> _Your task_
Find every line below that contains the word "scalar" and copy it out.

Saved entries:
%%

//! Columnar table engine.
//!
//! Tables hold a fixed set of typed columns and a set of keywords. Columns
//! are either scalar (one value per row) or array-valued (one n-dimensional
//! cell per row, with fixed or variable shape). Tables live in memory or in
//! a directory on disk written in a selectable byte order.
//!
//! ```no_run
//! use coltable::{ColumnDesc, DataType, Table, TableOptions};
//!
//! let mut table = Table::create("obs.tab", TableOptions::default())?;
//! table.add_column(ColumnDesc::scalar("ID", DataType::Int))?;
//! table.add_rows(3)?;
//! table.put_column("ID", &[3], &[1, 2, 3])?;
//! assert_eq!(table.get_column::<i32>("ID")?.as_slice(), &[1, 2, 3]);
//! table.close()?;
//! # Ok::<(), coltable::TableError>(())
//! ```

mod array;
mod column;
mod desc;
pub mod engine;
mod error;
mod keyword;
mod storage;
mod table;
mod types;

pub use array::{Array, CellData, Element};
pub use desc::{ColumnDesc, ColumnKind};
pub use engine::{EngineConfig, init, is_initialized};
pub use error::{Result, TableError};
pub use keyword::{KeywordSet, KeywordValue};
pub use num_complex::Complex32;
pub use table::{Table, TableOptions};
pub use types::{DataType, EndianFormat, StorageKind, TableOption};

%%

> _Written solution_
//! are either scalar (one value per row) or array-valued (one n-dimensional
//! table.add_column(ColumnDesc::scalar("ID", DataType::Int))?;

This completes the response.